Non-invasive method for deep brain stimulation

Researchers have developed a non-invasive way to stimulate regions deep within the brain in experiments with mice.

This new approach, using electrodes placed on the scalp, could offer a safe, less expensive and more accessible therapy for patients with brain diseases such as Parkinson’s or epilepsy.

Deep brain stimulation currently requires electrodes to be implanted near the base of the brain – a complex procedure that carries risks, including brain hemorrhage and infection.

"With the ability to stimulate brain structures non-invasively, we hope that we may help discover new targets for treating brain disorders," says the paper’s lead author, Nir Grossman. He is a former Wellcome-MIT postdoc and current research fellow at Imperial College London.

How the technique works

Two high-frequency electrical currents are generated using electrodes placed on the scalp. The low-frequency electrical activity which occurs where the two currents intersect can stimulate neurons deep in the brain, while the high-frequency current passes through surrounding tissue with no effect. 

By tuning the frequency of the two currents, and changing the number and location of the electrodes, the researchers can control the size and location of the brain tissue that receives the low-frequency stimulation.

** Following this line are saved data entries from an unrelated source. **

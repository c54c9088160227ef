use std::collections::{BTreeMap, BTreeSet};

use rust_decimal::Decimal;
use serde::Deserialize;

use super::{AgeRange, TableError};

const TABLE: &str = "education";

pub const MIN_ANNUITIES: u8 = 1;
pub const MAX_ANNUITIES: u8 = 7;
pub const MIN_DURATION: u8 = 5;
pub const MAX_DURATION: u8 = 20;

/// One `(age, annuities)` row of the Assur'Education table, as stored on disk.
#[derive(Clone, Debug, Deserialize)]
pub struct EducationRow {
    pub age: u32,
    pub annuities: u8,
    /// Contribution duration in years (as a string key) to rate.
    pub durations: BTreeMap<String, Decimal>,
}

#[derive(Clone, Debug, Default)]
pub struct EducationTable {
    rates: BTreeMap<(u32, u8), BTreeMap<u8, Decimal>>,
    durations: BTreeSet<u8>,
}

impl EducationTable {
    pub fn from_rows(rows: Vec<EducationRow>) -> Result<Self, TableError> {
        if rows.is_empty() {
            return Err(TableError::Empty { table: TABLE });
        }

        let mut table = Self::default();
        for row in rows {
            if !(MIN_ANNUITIES..=MAX_ANNUITIES).contains(&row.annuities) {
                return Err(TableError::InvalidKey {
                    table: TABLE,
                    key: format!("{}-{}", row.age, row.annuities),
                    reason: format!("annuities must be in {MIN_ANNUITIES}..={MAX_ANNUITIES}"),
                });
            }

            let mut columns = BTreeMap::new();
            for (raw, rate) in row.durations {
                let duration = parse_duration(&raw)?;
                columns.insert(duration, rate);
                table.durations.insert(duration);
            }

            let key = (row.age, row.annuities);
            if table.rates.insert(key, columns).is_some() {
                return Err(TableError::DuplicateKey {
                    table: TABLE,
                    key: format!("{}-{}", row.age, row.annuities),
                });
            }
        }

        Ok(table)
    }

    pub fn rate(&self, age: u32, annuities: u8, duration: u8) -> Option<Decimal> {
        self.rates.get(&(age, annuities)).and_then(|columns| columns.get(&duration)).copied()
    }

    pub fn has_key(&self, age: u32, annuities: u8) -> bool {
        self.rates.contains_key(&(age, annuities))
    }

    /// Whether any row carries a column for this duration.
    pub fn has_duration(&self, duration: u8) -> bool {
        self.durations.contains(&duration)
    }

    /// Annuity counts tabulated for an age, ascending.
    pub fn annuities_for_age(&self, age: u32) -> Vec<u8> {
        self.rates
            .range((age, MIN_ANNUITIES)..=(age, MAX_ANNUITIES))
            .map(|((_, annuities), _)| *annuities)
            .collect()
    }

    pub fn age_range(&self) -> Option<AgeRange> {
        AgeRange::from_ages(self.rates.keys().map(|(age, _)| *age))
    }

    pub fn key_count(&self) -> usize {
        self.rates.len()
    }
}

fn parse_duration(raw: &str) -> Result<u8, TableError> {
    let invalid =
        |reason: String| TableError::InvalidKey { table: TABLE, key: raw.to_owned(), reason };
    let duration = raw.trim().parse::<u8>().map_err(|error| invalid(error.to_string()))?;
    if !(MIN_DURATION..=MAX_DURATION).contains(&duration) {
        return Err(invalid(format!("duration must be in {MIN_DURATION}..={MAX_DURATION}")));
    }
    Ok(duration)
}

This allows them to target locations deep within the brain without affecting any of the surrounding brain structures.

What the research found

The study, part-funded by Wellcome, was led by MIT researchers who tested this technique in mice. They found they could stimulate small regions deep within the brain, including the hippocampus.

They were also able to shift the site of stimulation, allowing them to activate different parts of the motor cortex and prompt the mice to move their limbs, ears, or whiskers.

This study shows for the first time that it is possible to non-invasively stimulate deep regions in the brain without harming any of the surrounding tissue.

In the hippocampus experiments, the technique did not activate the neurons in the cortex, the region lying between the electrodes on the skull and the target deep inside the brain. The researchers also found no harmful effects in any part of the brain. 

Dr Andrew Welchman, Head of Neuroscience and Mental Health at Wellcome, says: "This study is exciting as it provides a proof of principle that less invasive methods can be used for deep brain stimulation.

"The concept of delivering stimulation through intersecting electrical ‘beams’ is well established, but this study demonstrates how this technology can be put into practice. It’s an important step forward towards the goal of a non-invasive treatment for patients with serious neurological diseases."